* [Task to carry out]: Look through the material below. Return exactly the lines from the one with "and volume profile" through the one with "most recent bar.", both included.

* [Records for this task]:

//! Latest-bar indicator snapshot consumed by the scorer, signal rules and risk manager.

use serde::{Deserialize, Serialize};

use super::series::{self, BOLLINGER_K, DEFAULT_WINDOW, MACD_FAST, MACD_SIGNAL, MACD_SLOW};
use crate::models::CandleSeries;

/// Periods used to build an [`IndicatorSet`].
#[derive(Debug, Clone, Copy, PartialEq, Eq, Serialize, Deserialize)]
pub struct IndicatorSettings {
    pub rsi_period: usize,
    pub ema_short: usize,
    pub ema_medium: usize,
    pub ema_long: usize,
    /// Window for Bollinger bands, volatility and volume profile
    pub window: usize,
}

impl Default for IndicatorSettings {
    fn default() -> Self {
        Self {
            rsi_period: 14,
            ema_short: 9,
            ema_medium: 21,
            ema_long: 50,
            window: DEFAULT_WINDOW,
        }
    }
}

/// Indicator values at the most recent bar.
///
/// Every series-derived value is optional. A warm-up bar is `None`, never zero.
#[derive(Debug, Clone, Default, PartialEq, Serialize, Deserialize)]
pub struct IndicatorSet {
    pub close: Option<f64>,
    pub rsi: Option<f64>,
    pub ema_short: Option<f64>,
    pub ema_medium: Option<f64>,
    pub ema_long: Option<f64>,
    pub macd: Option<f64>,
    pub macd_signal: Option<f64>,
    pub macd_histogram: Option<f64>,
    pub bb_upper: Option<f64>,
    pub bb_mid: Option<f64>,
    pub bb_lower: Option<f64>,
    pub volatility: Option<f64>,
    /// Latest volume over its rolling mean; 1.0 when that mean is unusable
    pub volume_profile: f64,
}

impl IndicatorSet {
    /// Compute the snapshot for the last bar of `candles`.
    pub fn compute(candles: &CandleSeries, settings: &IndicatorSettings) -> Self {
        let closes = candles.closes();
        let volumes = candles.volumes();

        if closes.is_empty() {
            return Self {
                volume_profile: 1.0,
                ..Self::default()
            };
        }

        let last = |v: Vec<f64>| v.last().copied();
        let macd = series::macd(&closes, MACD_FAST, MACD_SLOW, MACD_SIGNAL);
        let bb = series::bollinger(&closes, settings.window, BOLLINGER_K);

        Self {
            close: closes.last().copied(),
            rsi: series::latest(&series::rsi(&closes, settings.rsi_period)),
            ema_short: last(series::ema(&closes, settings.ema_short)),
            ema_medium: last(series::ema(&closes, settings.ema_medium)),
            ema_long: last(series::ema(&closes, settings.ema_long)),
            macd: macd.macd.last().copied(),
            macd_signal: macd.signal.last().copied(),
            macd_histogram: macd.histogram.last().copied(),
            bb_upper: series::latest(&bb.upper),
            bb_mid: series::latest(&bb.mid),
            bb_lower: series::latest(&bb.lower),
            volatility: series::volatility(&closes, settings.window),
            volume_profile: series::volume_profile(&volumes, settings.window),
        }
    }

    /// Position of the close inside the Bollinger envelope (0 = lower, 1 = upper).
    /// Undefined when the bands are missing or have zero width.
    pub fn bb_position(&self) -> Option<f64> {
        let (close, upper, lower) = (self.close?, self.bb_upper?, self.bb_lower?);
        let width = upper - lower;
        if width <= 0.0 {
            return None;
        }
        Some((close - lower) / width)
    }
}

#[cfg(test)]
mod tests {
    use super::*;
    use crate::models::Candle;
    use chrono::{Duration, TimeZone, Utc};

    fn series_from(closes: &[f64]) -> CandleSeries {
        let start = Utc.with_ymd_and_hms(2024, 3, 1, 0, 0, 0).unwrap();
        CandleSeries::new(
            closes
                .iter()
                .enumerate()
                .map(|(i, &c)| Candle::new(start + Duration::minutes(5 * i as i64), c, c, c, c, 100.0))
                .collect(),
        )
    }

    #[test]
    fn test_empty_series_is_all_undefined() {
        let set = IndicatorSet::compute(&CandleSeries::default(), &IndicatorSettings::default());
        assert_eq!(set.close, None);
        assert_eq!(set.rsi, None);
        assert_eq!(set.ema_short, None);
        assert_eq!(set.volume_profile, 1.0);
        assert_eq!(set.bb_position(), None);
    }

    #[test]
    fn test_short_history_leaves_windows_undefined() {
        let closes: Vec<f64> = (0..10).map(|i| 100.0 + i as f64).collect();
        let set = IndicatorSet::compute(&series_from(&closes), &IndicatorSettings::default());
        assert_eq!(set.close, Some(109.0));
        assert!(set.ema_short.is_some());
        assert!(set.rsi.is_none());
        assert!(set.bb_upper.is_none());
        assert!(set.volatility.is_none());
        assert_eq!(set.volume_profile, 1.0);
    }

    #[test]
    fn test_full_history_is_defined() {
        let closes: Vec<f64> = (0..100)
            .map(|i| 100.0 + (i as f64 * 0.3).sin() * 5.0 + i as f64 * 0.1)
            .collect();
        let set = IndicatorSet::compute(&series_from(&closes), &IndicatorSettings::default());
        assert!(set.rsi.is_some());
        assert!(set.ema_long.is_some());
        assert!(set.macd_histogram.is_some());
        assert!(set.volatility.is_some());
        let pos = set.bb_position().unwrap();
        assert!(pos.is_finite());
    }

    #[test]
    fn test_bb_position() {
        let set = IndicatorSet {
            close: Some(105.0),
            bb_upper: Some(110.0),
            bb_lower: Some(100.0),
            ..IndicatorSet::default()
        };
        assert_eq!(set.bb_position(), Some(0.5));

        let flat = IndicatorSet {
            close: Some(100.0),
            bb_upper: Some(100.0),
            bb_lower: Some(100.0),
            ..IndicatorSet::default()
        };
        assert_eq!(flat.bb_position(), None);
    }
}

* [Solution below]:
    /// Window for Bollinger bands, volatility and volume profile
    pub window: usize,
}

impl Default for IndicatorSettings {
    fn default() -> Self {
        Self {
            rsi_period: 14,
            ema_short: 9,
            ema_medium: 21,
            ema_long: 50,
            window: DEFAULT_WINDOW,
        }
    }
}

/// Indicator values at the most recent bar.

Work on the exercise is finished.